The Pitfall of Naive Brute Force
Sky-High Complexity
In an 8x8 board, the total number of possible arrangements is 8^8 = 16,777,216
. That's like combing through a haystack the size of a mountain to find your needle.
No Polynomial Shortcut
Since the N-Queens problem is an NP-complete issue, no polynomial time solution is known. Brute force? Definitely a checkmate against you.
The Ace Up Your Sleeve: Backtracking
Non-Sequential Exploration
Unlike brute-force, you don't have to check every single sequential queen placement. You can place queens in a way that's much smarter.
How Backtracking is Done
- Start Fresh: You begin with an empty chessboard.
- First Column, First Queen: Plant a queen in the first available column of the first row.
- Row Exploration: Iterate through each row, trying to find a spot where the queen can sit without being in the line of attack from any other queen.

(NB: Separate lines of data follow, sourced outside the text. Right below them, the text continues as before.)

use super::flags::TyFlags;
use super::kind::TyKind;
use super::ty::TypeDescriptor;

/// What the engine needs to know about a host type.
///
/// Each host (a compiler's symbol table, the textual signature parser, a
/// test fixture) implements this once; the engine never sees host types.
///
/// A nullable value type must be described the way the host compiler models
/// it: as the `Nullable` wrapper, a value type annotated as nullable, whose
/// single type argument is the underlying type.
pub trait TypeDescription {
    /// Unqualified declared name: `Int32`, `List`, `Nullable`, `ValueTuple`.
    fn name(&self) -> &str;

    /// Namespace-qualified name without generic arguments.
    fn qualified_name(&self) -> &str;

    /// False for anything that is not a nominal type, e.g. an open type
    /// parameter. Such arguments are skipped when building generic nodes.
    fn is_named(&self) -> bool;

    fn is_value_type(&self) -> bool;

    /// The type itself carries the nullable annotation.
    fn is_nullable_annotated(&self) -> bool;

    fn is_tuple(&self) -> bool;

    /// Generic type arguments (for tuples: element types) in declaration order.
    fn type_arguments(&self) -> impl Iterator<Item = &Self>;

    /// Tuple elements with their labels. Unlabeled elements report the
    /// default `Item1`, `Item2`, ... names. Empty for non-tuples.
    fn tuple_elements(&self) -> impl Iterator<Item = (&str, &Self)>;
}

/// Whether a tuple element label is the compiler's positional default.
///
/// Only the `Item` prefix and the last character are inspected, so a custom
/// label such as `ItemCount2` is misread as a default one. Any Unicode numeric
/// character counts as the last one, not only `0`-`9`.
pub fn is_default_element_name(name: &str) -> bool {
    name.starts_with("Item") && name.chars().last().is_some_and(char::is_numeric)
}

impl TypeDescriptor {
    /// Build the descriptor tree for a host type.
    pub fn from_description<D: TypeDescription>(desc: &D) -> Self {
        build(desc, None)
    }

    /// Build the descriptor for a labeled tuple element.
    pub fn from_field<D: TypeDescription>(label: &str, desc: &D) -> Self {
        build(desc, Some(label))
    }
}

fn build<D: TypeDescription>(desc: &D, field: Option<&str>) -> TypeDescriptor {
    let annotated = desc.is_nullable_annotated();
    let mut dropped = false;
    let mut named_args = || {
        desc.type_arguments()
            .filter(|arg| {
                let keep = arg.is_named();
                if !keep {
                    tracing::debug!(
                        parent = desc.qualified_name(),
                        argument = arg.name(),
                        "skipping type argument that is not a named type"
                    );
                    dropped = true;
                }
                keep
            })
            .map(|arg| build(arg, None))
            .collect::<Vec<_>>()
    };

    let kind = if annotated && desc.is_value_type() {
        let inner = named_args().into_iter().next().map(Box::new);
        TyKind::NullableValue(inner)
    } else if desc.is_tuple() && has_custom_labels(desc) {
        let elements = desc
            .tuple_elements()
            .map(|(label, element)| build(element, Some(label)))
            .collect();
        TyKind::Tuple(elements)
    } else if desc.is_tuple() {
        TyKind::Tuple(named_args())
    } else {
        let args = named_args();
        if args.is_empty() && !dropped {
            TyKind::Scalar {
                nullable: annotated,
            }
        } else {
            TyKind::Generic {
                args,
                nullable: annotated,
            }
        }
    };

    let flags = if dropped {
        TyFlags::DROPPED_ARGS
    } else {
        TyFlags::empty()
    };
    let node = TypeDescriptor::new(desc.name(), desc.qualified_name(), kind).with_flags(flags);
    match field {
        Some(label) => node.with_field_name(label),
        None => node,
    }
}

fn has_custom_labels<D: TypeDescription>(desc: &D) -> bool {
    let mut elements = desc.tuple_elements().peekable();
    elements.peek().is_some() && !elements.all(|(label, _)| is_default_element_name(label))
}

- Retreat and Reconsider: If you can't find such a spot in the current row, it's time to backtrack. Go back to the previous row and move that queen to another column.
- Rinse and Repeat: Continue this process until you either find a valid arrangement of queens or have to admit defeat.
Why Backtracking Wins
Eliminates Dead-Ends
The algorithm smartly avoids going down pathways that are bound to fail, saving you precious time and computational power.
Prunes the Search Space
Because of the built-in constraint checks, you dramatically reduce the number of possible board configurations you need to explore.
Efficient & Optimal
It's like solving a puzzle where you can peek at the box cover whenever you want. You get hints that guide you to the optimal solution much faster.

With backtracking, you're not just coding; you're strategically navigating through constraints and possibilities, turning your code into a masterstroke of problem-solving.